| Exercise goal |
Starting at the top of the records, output every line through the one that contains "use std::str;", keeping each exactly as it appears.

━━━━━━━━

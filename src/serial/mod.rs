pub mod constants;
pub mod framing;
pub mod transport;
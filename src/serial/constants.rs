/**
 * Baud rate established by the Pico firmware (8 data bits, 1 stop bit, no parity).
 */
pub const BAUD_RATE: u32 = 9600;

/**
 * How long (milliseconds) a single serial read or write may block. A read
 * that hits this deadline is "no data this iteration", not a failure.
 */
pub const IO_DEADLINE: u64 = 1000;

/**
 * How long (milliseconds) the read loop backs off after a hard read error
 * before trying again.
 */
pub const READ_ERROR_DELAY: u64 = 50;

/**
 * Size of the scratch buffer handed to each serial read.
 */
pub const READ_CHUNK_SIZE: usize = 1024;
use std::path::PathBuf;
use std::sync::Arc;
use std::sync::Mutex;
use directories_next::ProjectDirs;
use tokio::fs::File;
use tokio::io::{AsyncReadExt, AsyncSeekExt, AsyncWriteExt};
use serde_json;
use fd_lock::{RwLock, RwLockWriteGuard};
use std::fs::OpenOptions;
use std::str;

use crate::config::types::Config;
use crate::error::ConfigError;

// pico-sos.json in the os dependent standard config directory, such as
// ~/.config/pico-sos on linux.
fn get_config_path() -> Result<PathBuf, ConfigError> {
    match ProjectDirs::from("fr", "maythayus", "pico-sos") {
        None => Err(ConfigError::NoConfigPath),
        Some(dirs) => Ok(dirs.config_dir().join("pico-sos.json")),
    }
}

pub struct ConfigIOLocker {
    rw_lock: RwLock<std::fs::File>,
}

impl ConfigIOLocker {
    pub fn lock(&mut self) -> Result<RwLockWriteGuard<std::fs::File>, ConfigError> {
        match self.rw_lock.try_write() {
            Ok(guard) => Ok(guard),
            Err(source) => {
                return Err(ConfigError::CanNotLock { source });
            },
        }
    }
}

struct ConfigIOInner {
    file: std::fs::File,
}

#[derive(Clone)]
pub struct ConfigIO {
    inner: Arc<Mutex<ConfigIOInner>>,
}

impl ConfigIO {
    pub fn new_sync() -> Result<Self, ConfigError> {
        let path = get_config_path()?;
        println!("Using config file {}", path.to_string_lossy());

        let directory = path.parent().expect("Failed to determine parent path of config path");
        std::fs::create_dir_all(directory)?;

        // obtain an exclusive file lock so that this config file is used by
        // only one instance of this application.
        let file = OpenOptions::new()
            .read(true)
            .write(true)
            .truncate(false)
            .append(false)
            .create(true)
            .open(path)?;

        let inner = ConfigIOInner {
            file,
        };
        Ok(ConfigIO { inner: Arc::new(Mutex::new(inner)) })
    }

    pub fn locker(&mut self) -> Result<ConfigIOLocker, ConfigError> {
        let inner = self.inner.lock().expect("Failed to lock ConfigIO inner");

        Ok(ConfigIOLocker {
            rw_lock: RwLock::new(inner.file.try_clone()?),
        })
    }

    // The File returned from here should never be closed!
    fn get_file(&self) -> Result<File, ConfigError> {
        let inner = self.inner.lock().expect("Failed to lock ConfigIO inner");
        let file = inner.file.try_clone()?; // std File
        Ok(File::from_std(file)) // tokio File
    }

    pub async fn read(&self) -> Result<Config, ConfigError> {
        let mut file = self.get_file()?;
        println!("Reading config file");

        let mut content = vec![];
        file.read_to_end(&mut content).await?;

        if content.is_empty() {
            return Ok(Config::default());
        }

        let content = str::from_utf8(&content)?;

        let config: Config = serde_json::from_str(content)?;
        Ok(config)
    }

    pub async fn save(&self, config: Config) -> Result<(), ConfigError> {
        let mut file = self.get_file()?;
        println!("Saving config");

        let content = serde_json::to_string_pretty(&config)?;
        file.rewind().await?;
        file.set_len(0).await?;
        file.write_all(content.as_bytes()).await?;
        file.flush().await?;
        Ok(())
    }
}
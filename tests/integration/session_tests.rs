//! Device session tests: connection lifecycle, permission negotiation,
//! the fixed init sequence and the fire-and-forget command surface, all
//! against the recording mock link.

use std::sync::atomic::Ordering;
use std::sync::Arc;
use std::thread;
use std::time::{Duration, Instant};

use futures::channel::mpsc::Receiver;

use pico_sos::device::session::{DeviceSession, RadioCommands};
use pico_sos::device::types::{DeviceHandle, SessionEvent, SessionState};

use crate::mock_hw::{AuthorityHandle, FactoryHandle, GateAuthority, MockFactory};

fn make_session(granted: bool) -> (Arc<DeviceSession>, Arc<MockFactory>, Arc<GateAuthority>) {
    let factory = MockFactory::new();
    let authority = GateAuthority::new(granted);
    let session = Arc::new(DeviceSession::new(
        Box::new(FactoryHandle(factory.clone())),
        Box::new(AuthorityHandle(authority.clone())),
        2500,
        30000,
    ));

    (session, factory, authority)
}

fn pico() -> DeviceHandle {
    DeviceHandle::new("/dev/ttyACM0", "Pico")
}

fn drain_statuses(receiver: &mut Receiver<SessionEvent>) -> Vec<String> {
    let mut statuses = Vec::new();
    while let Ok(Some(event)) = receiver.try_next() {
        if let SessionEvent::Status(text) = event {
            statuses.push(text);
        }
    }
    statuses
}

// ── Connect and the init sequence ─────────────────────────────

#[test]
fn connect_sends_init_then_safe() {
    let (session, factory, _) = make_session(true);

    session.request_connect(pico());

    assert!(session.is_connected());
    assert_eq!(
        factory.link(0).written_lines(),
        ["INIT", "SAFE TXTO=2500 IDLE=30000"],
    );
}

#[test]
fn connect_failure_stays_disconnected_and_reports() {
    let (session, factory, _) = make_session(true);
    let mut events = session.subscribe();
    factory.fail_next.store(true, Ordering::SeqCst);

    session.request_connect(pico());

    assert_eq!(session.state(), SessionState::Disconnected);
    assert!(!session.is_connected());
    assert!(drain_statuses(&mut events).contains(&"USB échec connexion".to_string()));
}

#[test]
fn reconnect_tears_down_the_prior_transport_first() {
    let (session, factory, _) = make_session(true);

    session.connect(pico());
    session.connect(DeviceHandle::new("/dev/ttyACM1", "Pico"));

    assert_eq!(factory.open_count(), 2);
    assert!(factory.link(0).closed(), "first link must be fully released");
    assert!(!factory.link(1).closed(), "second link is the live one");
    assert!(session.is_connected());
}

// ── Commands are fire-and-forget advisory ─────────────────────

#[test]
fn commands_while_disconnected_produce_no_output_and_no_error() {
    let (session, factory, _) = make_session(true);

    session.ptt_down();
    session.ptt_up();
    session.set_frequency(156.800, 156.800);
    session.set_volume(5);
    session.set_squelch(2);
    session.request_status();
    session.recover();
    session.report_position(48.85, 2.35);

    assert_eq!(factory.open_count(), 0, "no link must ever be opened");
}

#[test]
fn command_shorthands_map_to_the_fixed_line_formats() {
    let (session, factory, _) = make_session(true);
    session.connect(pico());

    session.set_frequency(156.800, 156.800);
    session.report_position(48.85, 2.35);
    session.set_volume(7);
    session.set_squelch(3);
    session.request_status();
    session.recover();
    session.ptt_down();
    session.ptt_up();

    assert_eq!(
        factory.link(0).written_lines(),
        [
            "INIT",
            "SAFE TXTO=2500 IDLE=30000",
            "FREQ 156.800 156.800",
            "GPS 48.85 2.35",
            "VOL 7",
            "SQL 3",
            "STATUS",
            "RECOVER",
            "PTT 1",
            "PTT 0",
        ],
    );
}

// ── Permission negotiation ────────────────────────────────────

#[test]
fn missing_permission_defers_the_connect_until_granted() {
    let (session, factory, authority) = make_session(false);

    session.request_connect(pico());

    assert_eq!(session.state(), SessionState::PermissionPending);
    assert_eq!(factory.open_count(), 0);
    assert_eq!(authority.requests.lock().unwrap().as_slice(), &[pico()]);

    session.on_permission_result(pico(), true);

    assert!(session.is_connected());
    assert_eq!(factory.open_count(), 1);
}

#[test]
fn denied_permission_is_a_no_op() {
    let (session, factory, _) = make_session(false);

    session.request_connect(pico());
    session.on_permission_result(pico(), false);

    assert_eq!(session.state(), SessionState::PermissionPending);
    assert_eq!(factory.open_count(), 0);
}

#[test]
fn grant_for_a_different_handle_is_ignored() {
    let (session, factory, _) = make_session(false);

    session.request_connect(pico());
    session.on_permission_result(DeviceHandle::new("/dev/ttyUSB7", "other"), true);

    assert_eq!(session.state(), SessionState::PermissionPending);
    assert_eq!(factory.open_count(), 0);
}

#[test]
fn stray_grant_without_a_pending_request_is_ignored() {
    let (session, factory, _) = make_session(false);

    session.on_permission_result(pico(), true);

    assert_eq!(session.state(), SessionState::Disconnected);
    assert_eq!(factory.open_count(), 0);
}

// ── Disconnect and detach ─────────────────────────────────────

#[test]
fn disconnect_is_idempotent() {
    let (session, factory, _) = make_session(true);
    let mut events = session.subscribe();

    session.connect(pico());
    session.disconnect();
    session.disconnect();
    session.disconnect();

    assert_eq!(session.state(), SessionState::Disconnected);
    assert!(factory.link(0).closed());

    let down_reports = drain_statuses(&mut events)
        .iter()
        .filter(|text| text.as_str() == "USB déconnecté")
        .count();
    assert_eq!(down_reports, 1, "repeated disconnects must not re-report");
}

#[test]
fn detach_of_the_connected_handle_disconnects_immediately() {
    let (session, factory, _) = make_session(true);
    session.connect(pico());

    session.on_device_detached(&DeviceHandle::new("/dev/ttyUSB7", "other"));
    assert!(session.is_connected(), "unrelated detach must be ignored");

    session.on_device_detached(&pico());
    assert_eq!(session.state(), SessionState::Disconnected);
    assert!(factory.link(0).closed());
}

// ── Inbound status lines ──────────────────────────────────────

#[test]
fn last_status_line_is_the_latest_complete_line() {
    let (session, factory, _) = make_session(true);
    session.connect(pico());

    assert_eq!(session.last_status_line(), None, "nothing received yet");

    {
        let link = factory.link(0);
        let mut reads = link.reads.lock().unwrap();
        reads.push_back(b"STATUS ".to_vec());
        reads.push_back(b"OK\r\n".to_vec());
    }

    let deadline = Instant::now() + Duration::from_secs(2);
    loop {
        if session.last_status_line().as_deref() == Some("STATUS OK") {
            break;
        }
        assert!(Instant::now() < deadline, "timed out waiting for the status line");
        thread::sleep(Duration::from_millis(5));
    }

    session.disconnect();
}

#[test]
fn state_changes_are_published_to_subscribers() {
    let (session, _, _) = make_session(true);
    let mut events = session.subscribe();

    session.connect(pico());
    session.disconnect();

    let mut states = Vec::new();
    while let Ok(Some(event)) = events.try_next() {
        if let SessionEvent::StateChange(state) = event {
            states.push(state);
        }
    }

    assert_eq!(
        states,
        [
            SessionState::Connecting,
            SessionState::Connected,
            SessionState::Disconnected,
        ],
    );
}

━━━━━━━━

| Exercise solution |
filename src/serial/mod.rs
pub mod constants;
pub mod framing;
pub mod transport;
filename src/serial/constants.rs
/**
 * Baud rate established by the Pico firmware (8 data bits, 1 stop bit, no parity).
 */
pub const BAUD_RATE: u32 = 9600;

/**
 * How long (milliseconds) a single serial read or write may block. A read
 * that hits this deadline is "no data this iteration", not a failure.
 */
pub const IO_DEADLINE: u64 = 1000;

/**
 * How long (milliseconds) the read loop backs off after a hard read error
 * before trying again.
 */
pub const READ_ERROR_DELAY: u64 = 50;

/**
 * Size of the scratch buffer handed to each serial read.
 */
pub const READ_CHUNK_SIZE: usize = 1024;
use std::path::PathBuf;
use std::sync::Arc;
use std::sync::Mutex;
use directories_next::ProjectDirs;
use tokio::fs::File;
use tokio::io::{AsyncReadExt, AsyncSeekExt, AsyncWriteExt};
use serde_json;
use fd_lock::{RwLock, RwLockWriteGuard};
use std::fs::OpenOptions;
use std::str;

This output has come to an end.